A. Motion to Dismiss

“A motion to dismiss under Federal Rule of Civil Procedure 12(b)(6) for failure to state a claim upon which relief can be granted tests the legal sufficiency of a claim.” Conservation Force v. Salazar, 646 F.3d 1240, 1241-42 (9th Cir. 2011) (internal quotation marks and citation omitted). While a complaint need not contain detailed factual allegations, it “must contain sufficient factual matter, accepted as true, to ‘state a claim to relief that is plausible on its face.'” Ashcroft v. Iqbal, 556 U.S. 662, 678 (2009) (quoting Bell Atl. Corp. v. Twombly, 550 U.S. 544, 570 (2007)). A claim is facially plausible when it “allows the court to draw the reasonable inference that the defendant is liable for the misconduct alleged.” Id. “A pro se complaint must be liberally construed, since a pro se complaint, however inartfully pleaded, must be held to less stringent standards than formal pleadings drafted by lawyers.” Entler v. Gregoire, 872 F.3d 1031, 1038 (9th Cir. 2017) (cleaned up).

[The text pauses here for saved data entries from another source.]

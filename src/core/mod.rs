// Core dispatch exports
pub mod bands;
pub mod calculator;
pub mod registry;

pub use bands::{classify, ensure_finite, round_to, Band};
pub use calculator::{run_typed, run_untyped, Calculator};
pub use registry::{Registry, ScoreEntry};
use serde::{de::DeserializeOwned, Deserialize, Serialize};
use serde_json::Value;
use validator::Validate;

use crate::error::CalcError;
use crate::models::{ScoreMetadata, ScoreResult};

/// Contract every clinical score implements
///
/// `Params` is the score's request schema: serde rejects wrong shapes and
/// unknown enum values, `Validate` rejects out-of-range numbers. By the time
/// `calculate` runs only cross-field rules remain to be checked.
pub trait Calculator: 'static {
    /// Stable identifier, also the endpoint path
    const ID: &'static str;

    type Params: DeserializeOwned + Serialize + Validate + Send + 'static;

    fn metadata() -> ScoreMetadata;

    /// A request that passes validation, shown in the catalogue
    fn example() -> Self::Params;

    /// Pure, deterministic transformation of validated inputs
    fn calculate(params: &Self::Params) -> Result<ScoreResult, CalcError>;
}

/// Validate typed parameters and run the calculator
pub fn run_typed<C: Calculator>(params: &C::Params) -> Result<ScoreResult, CalcError> {
    params.validate()?;
    C::calculate(params)
}

/// Decode an untyped JSON object into the calculator's parameters, then run it
pub fn run_untyped<C: Calculator>(params: &Value) -> Result<ScoreResult, CalcError> {
    let typed = C::Params::deserialize(params)?;
    run_typed::<C>(&typed)
}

When evaluating a Rule 12(b)(6) motion, the district court must consider the allegations of the complaint, documents incorporated into the complaint by reference, and matters which are subject to judicial notice. Louisiana Mun. Police Employees' Ret. Sys. v. Wynn, 829 F.3d 1048, 1063 (9th Cir. 2016) (citing Tellabs, Inc. v. Makor Issues & Rights, Ltd., 551 U.S. 308, 322 (2007)).

B. Motion to Declare Plaintiff Vexatious Litigant

“The All Writs Act, 28 U.S.C. § 1651(a), provides district courts with the inherent power to enter pre-filing orders against vexatious litigants.” Molski v. Evergreen Dynasty Corp., 500 F.3d 1047, 1057 (9th Cir. 2007). “Restricting access to the courts is, however, a serious matter.” Ringgold-Lockhart v. Cty. of Los Angeles, 761 F.3d 1057, 1061 (9th Cir. 2014). “[T]he right of access to the courts is a fundamental right protected by the Constitution, ” and “[p]rofligate use of pre-filing orders could infringe this important right.” Id. at 1061-62 (cleaned up). Thus, “pre-filing orders should rarely be filed, ” and only when certain requirements are met. De Long v. Hennessey, 912 F.2d 1144, 1147 (9th Cir. 1990). “Nevertheless, ‘[f]lagrant abuse of the judicial process cannot be tolerated because it enables one person to preempt the use of judicial time that properly could be used to consider the meritorious claims of other litigants.'” Molski, 500 F.3d at 1057 (quoting De Long, 912 F.2d at 1148). A district court therefore has discretion to restrict a litigant's future filings by requiring leave of court. See De Long, 912 F.2d at 1146-47.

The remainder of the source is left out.